▶ [Exercise material]
==========
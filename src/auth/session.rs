//! Session identity.
//!
//! Only the user identifier goes into the session; the user itself is
//! loaded again on every request.

use tower_sessions::Session;

use crate::error::Result;
use crate::user::{User, UserRepository};

/// Key for storing user ID in session.
pub const SESSION_USER_KEY: &str = "user_id";
/// CSRF state of a pending login.
pub(crate) const OAUTH_STATE_KEY: &str = "oauth_state";
/// Where to go once logged in.
pub(crate) const RETURN_TO_KEY: &str = "return_to";

/// Bind `user` to the session.
pub async fn serialize_user(session: &Session, user: &User) -> Result<()> {
    tracing::debug!(user_id = user.id, "serializing user");

    // Against session fixation.
    session.cycle_id().await?;
    session.insert(SESSION_USER_KEY, user.id).await?;
    Ok(())
}

/// Load the user bound to the session, if any.
pub async fn deserialize_user(
    session: &Session,
    users: &dyn UserRepository,
) -> Result<Option<User>> {
    let Some(id) = session.get::<i64>(SESSION_USER_KEY).await? else {
        return Ok(None);
    };

    match users.find_by_id(id).await? {
        Some(user) => {
            tracing::trace!(user_id = user.id, "de-serializing user");
            Ok(Some(user))
        },
        None => {
            tracing::warn!(user_id = id, "session bound to a missing user");
            session.remove::<i64>(SESSION_USER_KEY).await?;
            Ok(None)
        },
    }
}

/// Forget everything about the session.
pub async fn logout(session: &Session) -> Result<()> {
    session.flush().await?;
    Ok(())
}
//! Map provider profiles to local users.

use super::strategy::Profile;
use crate::error::Result;
use crate::user::{NewUser, User, UserRepository};

/// Find the user owning `profile`, or create it as a customer.
///
/// Lookup then insert, without locking: two first logins of the same
/// identity at once may both create a record.
pub async fn find_or_create(
    users: &dyn UserRepository,
    profile: &Profile,
) -> Result<User> {
    let auth_id = profile.auth_id();

    if let Some(user) = users.find_by_auth_id(&auth_id).await? {
        tracing::debug!(user_id = user.id, %auth_id, "known user logged in");
        return Ok(user);
    }

    let user = users
        .insert(NewUser::customer(auth_id, &profile.display_name))
        .await?;

    metrics::counter!("users_created_total", "provider" => profile.provider.clone())
        .increment(1);
    tracing::info!(user_id = user.id, auth_id = %user.auth_id, "user created");

    Ok(user)
}
//! Gate routes behind an authenticated session.

use axum::extract::{OriginalUri, Request, State};
use axum::http::StatusCode;
use axum::middleware::Next;
use axum::response::Response;
use tower_sessions::Session;

use super::session::deserialize_user;
use super::view::LoginView;
use crate::AppState;
use crate::error::Result;
use crate::user::{User, UserRepository};

/// Whether a session-bound identity is attached to the request.
pub async fn is_authenticated(
    session: &Session,
    users: &dyn UserRepository,
) -> Result<Option<User>> {
    deserialize_user(session, users).await
}

/// Let the request through when the session carries a user, otherwise
/// render the login prompt with the originally requested URL.
///
/// The [`User`] is available to handlers as an `Extension`.
pub async fn ensure_authenticated(
    State(state): State<AppState>,
    session: Session,
    OriginalUri(uri): OriginalUri,
    mut req: Request,
    next: Next,
) -> Result<Response> {
    match is_authenticated(&session, state.users.as_ref()).await? {
        Some(user) => {
            req.extensions_mut().insert::<User>(user);
            Ok(next.run(req).await)
        },
        None => {
            let requested = uri
                .path_and_query()
                .map(|path| path.as_str())
                .unwrap_or_else(|| uri.path());
            tracing::debug!(%requested, "login required");

            Ok(LoginView::new(requested)
                .providers(state.authenticator.providers())
                .render(req.headers(), StatusCode::UNAUTHORIZED))
        },
    }
}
==========
▶ [Required action]
In the material above, locate the line containing "pub async fn serialize_user(session: &Session, user: &User)" and the line containing "create a record.". Transcribe exactly those two lines and every line between them, and nothing more.

▶ [Answer below]
pub async fn serialize_user(session: &Session, user: &User) -> Result<()> {
    tracing::debug!(user_id = user.id, "serializing user");

    // Against session fixation.
    session.cycle_id().await?;
    session.insert(SESSION_USER_KEY, user.id).await?;
    Ok(())
}

/// Load the user bound to the session, if any.
pub async fn deserialize_user(
    session: &Session,
    users: &dyn UserRepository,
) -> Result<Option<User>> {
    let Some(id) = session.get::<i64>(SESSION_USER_KEY).await? else {
        return Ok(None);
    };

    match users.find_by_id(id).await? {
        Some(user) => {
            tracing::trace!(user_id = user.id, "de-serializing user");
            Ok(Some(user))
        },
        None => {
            tracing::warn!(user_id = id, "session bound to a missing user");
            session.remove::<i64>(SESSION_USER_KEY).await?;
            Ok(None)
        },
    }
}

/// Forget everything about the session.
pub async fn logout(session: &Session) -> Result<()> {
    session.flush().await?;
    Ok(())
}
//! Map provider profiles to local users.

use super::strategy::Profile;
use crate::error::Result;
use crate::user::{NewUser, User, UserRepository};

/// Find the user owning `profile`, or create it as a customer.
///
/// Lookup then insert, without locking: two first logins of the same
/// identity at once may both create a record.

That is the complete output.